=== Begin Enclosure ===
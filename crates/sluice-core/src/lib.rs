//! # sluice-core
//!
//! **A dataflow runtime for media: pooled buffers, typed records, pipes.**
//!
//! `sluice-core` is the core of the sluice runtime. Independently
//! scheduled processing nodes ("pipes") exchange reference-counted
//! buffers of media samples together with a typed attribute dictionary
//! (timestamps, flow definitions, picture geometry). A producer emits
//! uniformly-typed records; successive pipes consume, transform and
//! forward them until a sink disposes of them.
//!
//! ## Quick start
//!
//! ```
//! use sluice_core::udict::UdictMgr;
//! use sluice_core::ubuf::UbufBlockMgr;
//! use sluice_core::umem::HeapUmemMgr;
//! use sluice_core::uref::UrefMgr;
//!
//! let uref_mgr = UrefMgr::new(UdictMgr::new(16, 32));
//! let block_mgr = UbufBlockMgr::new(16, HeapUmemMgr::new(), 32, 32, 16);
//!
//! // A record carrying ten octets of payload and a timestamp.
//! let mut uref = uref_mgr.alloc_block(&block_mgr, 10).unwrap();
//! uref.set_pts(27_000_000);
//! let block = uref.ubuf_mut().unwrap().as_block_mut().unwrap();
//! block.write_bytes(0, &[0, 1, 2, 3, 4, 5, 6, 7, 8, 9]).unwrap();
//!
//! // Zero-copy slice of the middle.
//! let slice = block.splice(3, 4).unwrap();
//! let mut out = [0u8; 4];
//! slice.extract(0, &mut out).unwrap();
//! assert_eq!(out, [3, 4, 5, 6]);
//! ```
//!
//! ## Architecture
//!
//! Buffers are pooled and copy-on-write: duplication and slicing share
//! the underlying region, write access requires exclusivity. Control
//! traffic travels through a typed command channel per pipe; events
//! travel upstream through a chain of probes. Pipes on different event
//! loops communicate through the transfer facility of `sluice-modules`.

pub mod dump;
pub mod error;
pub mod pool;
pub mod queue;
pub mod refcount;
pub mod ubuf;
pub mod uclock;
pub mod udict;
pub mod umem;
pub mod upipe;
pub mod upump;
pub mod uref;

pub use error::{Error, Result};
pub use pool::Ulifo;
pub use queue::Ufifo;
pub use refcount::Urefcount;
pub use ubuf::{Ubuf, UbufBlockMgr, UbufMgrRef, UbufPicMgr};
pub use uclock::{UCLOCK_FREQ, Uclock};
pub use udict::{AttrValue, Udict, UdictMgr, Urational};
pub use umem::{HeapUmemMgr, PoolUmemMgr, Umem, UmemMgr};
pub use upipe::{
    Command, Event, LogProbe, ProbeResult, Reply, Upipe, UpipeMgr, UpipeRef, Uprobe, UprobeRef,
    fourcc,
};
pub use upump::{PumpCtl, Upump, UpumpCb, UpumpMgr, WatchSpec};
pub use uref::{Uref, UrefMgr};

/// Library version (from Cargo.toml).
pub const VERSION: &str = env!("CARGO_PKG_VERSION");
//! Structured snapshots of records, for logging and debugging.
//!
//! A snapshot renders the attribute dictionary and a summary of the
//! attached buffer as JSON, so diagnostics can be grepped and diffed
//! without reaching into the binary layout.

use serde::Serialize;
use serde_json::{Value, json};

use crate::udict::{AttrValue, Udict};
use crate::uref::Uref;

/// Buffer summary inside a record snapshot.
#[derive(Debug, Serialize)]
#[serde(tag = "family")]
pub enum BufferSnapshot {
    #[serde(rename = "block")]
    Block { total_size: usize },
    #[serde(rename = "pic")]
    Pic { hsize: usize, vsize: usize },
}

fn attr_value_json(value: &AttrValue) -> Value {
    match value {
        AttrValue::Void => Value::Null,
        AttrValue::Bool(b) => json!(b),
        AttrValue::SmallUnsigned(v) => json!(v),
        AttrValue::Unsigned(v) => json!(v),
        AttrValue::Int(v) => json!(v),
        AttrValue::Rational(r) => json!({ "num": r.num, "den": r.den }),
        AttrValue::String(s) => json!(s),
        AttrValue::Opaque(bytes) => json!({ "len": bytes.len() }),
    }
}

/// Renders a dictionary as a JSON object, one member per attribute.
pub fn udict_json(dict: &Udict) -> Value {
    let mut map = serde_json::Map::new();
    for attr in dict.iter() {
        map.insert(
            attr.name.to_string(),
            json!({
                "type": attr.value.type_tag(),
                "value": attr_value_json(&attr.value),
            }),
        );
    }
    Value::Object(map)
}

/// Renders a record as a JSON object: attributes plus buffer summary.
pub fn uref_json(uref: &Uref) -> Value {
    let buffer = uref.ubuf().map(|ubuf| match ubuf {
        crate::ubuf::Ubuf::Block(b) => BufferSnapshot::Block {
            total_size: b.total_size(),
        },
        crate::ubuf::Ubuf::Pic(p) => BufferSnapshot::Pic {
            hsize: p.hsize(),
            vsize: p.vsize(),
        },
    });
    json!({
        "attrs": udict_json(uref.udict()),
        "buffer": buffer,
    })
}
=== End Enclosure ===
Assignment: Check the records above line by line and tally those holding the string "copy". Answer with the number only.

Task solution: 2